(Excerpted data begins)

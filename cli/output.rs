use colored::*;
use std::fs;
use std::path::Path;
use webctx_core::{AppError, ReportSummary, Result};

/// Persists the assembled report, truncating any previous run's file.
pub fn write_report(path: &Path, report: &str) -> Result<()> {
    fs::write(path, report).map_err(|e| AppError::FileWrite {
        path: path.to_path_buf(),
        source: e,
    })?;
    log::info!("Report written to {}", path.display());
    Ok(())
}

/// Places the report on the system clipboard.
///
/// Clipboard access is best-effort: headless environments routinely
/// have no clipboard at all, so callers should downgrade this error to
/// a warning rather than fail the run.
pub fn copy_to_clipboard(report: &str) -> Result<()> {
    let mut clipboard =
        arboard::Clipboard::new().map_err(|e| AppError::Clipboard(e.to_string()))?;
    clipboard
        .set_text(report.to_string())
        .map_err(|e| AppError::Clipboard(e.to_string()))?;
    log::info!("Report copied to clipboard.");
    Ok(())
}

/// Prints the end-of-run console summary.
pub fn print_run_summary(summary: &ReportSummary, report_path: &Path, approx_tokens: usize) {
    println!("\n{}", "--- Report Summary ---".cyan().bold());
    println!(
        "  {:<18} {}",
        "Files included:".blue(),
        summary.total_files
    );
    println!("  {:<18} {}", "Code lines:".blue(), summary.total_lines);
    println!(
        "  {:<18} {}",
        "Approx. tokens:".blue(),
        format_count(approx_tokens)
    );
    println!(
        "  {:<18} {}",
        "Runtime errors:".blue(),
        colorize_count(summary.runtime_errors)
    );
    println!(
        "  {:<18} {}",
        "Build errors:".blue(),
        colorize_count(summary.build_errors)
    );
    println!(
        "  {:<18} {}",
        "Lint errors:".blue(),
        colorize_count(summary.lint_errors)
    );
    println!(
        "  {:<18} {}",
        "Type errors:".blue(),
        colorize_count(summary.type_errors)
    );
    println!(
        "\n{} {}",
        "Report written to:".green(),
        report_path.display()
    );
}

fn colorize_count(count: usize) -> ColoredString {
    if count == 0 {
        count.to_string().green()
    } else {
        count.to_string().red().bold()
    }
}

fn format_count(n: usize) -> String {
    if n >= 1000 {
        format!("~{:.1}k", n as f64 / 1000.0)
    } else {
        format!("~{}", n)
    }
}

(Excerpted data ends)

What this task involves.
Your output must be an exact copy of every entry.

Solution to the exercise.
filename cli/output.rs
use colored::*;
use std::fs;
use std::path::Path;
use webctx_core::{AppError, ReportSummary, Result};

/// Persists the assembled report, truncating any previous run's file.
pub fn write_report(path: &Path, report: &str) -> Result<()> {
    fs::write(path, report).map_err(|e| AppError::FileWrite {
        path: path.to_path_buf(),
        source: e,
    })?;
    log::info!("Report written to {}", path.display());
    Ok(())
}

/// Places the report on the system clipboard.
///
/// Clipboard access is best-effort: headless environments routinely
/// have no clipboard at all, so callers should downgrade this error to
/// a warning rather than fail the run.
pub fn copy_to_clipboard(report: &str) -> Result<()> {
    let mut clipboard =
        arboard::Clipboard::new().map_err(|e| AppError::Clipboard(e.to_string()))?;
    clipboard
        .set_text(report.to_string())
        .map_err(|e| AppError::Clipboard(e.to_string()))?;
    log::info!("Report copied to clipboard.");
    Ok(())
}

/// Prints the end-of-run console summary.
pub fn print_run_summary(summary: &ReportSummary, report_path: &Path, approx_tokens: usize) {
    println!("\n{}", "--- Report Summary ---".cyan().bold());
    println!(
        "  {:<18} {}",
        "Files included:".blue(),
        summary.total_files
    );
    println!("  {:<18} {}", "Code lines:".blue(), summary.total_lines);
    println!(
        "  {:<18} {}",
        "Approx. tokens:".blue(),
        format_count(approx_tokens)
    );
    println!(
        "  {:<18} {}",
        "Runtime errors:".blue(),
        colorize_count(summary.runtime_errors)
    );
    println!(
        "  {:<18} {}",
        "Build errors:".blue(),
        colorize_count(summary.build_errors)
    );
    println!(
        "  {:<18} {}",
        "Lint errors:".blue(),
        colorize_count(summary.lint_errors)
    );
    println!(
        "  {:<18} {}",
        "Type errors:".blue(),
        colorize_count(summary.type_errors)
    );
    println!(
        "\n{} {}",
        "Report written to:".green(),
        report_path.display()
    );
}

fn colorize_count(count: usize) -> ColoredString {
    if count == 0 {
        count.to_string().green()
    } else {
        count.to_string().red().bold()
    }
}

fn format_count(n: usize) -> String {
    if n >= 1000 {
        format!("~{:.1}k", n as f64 / 1000.0)
    } else {
        format!("~{}", n)
    }
}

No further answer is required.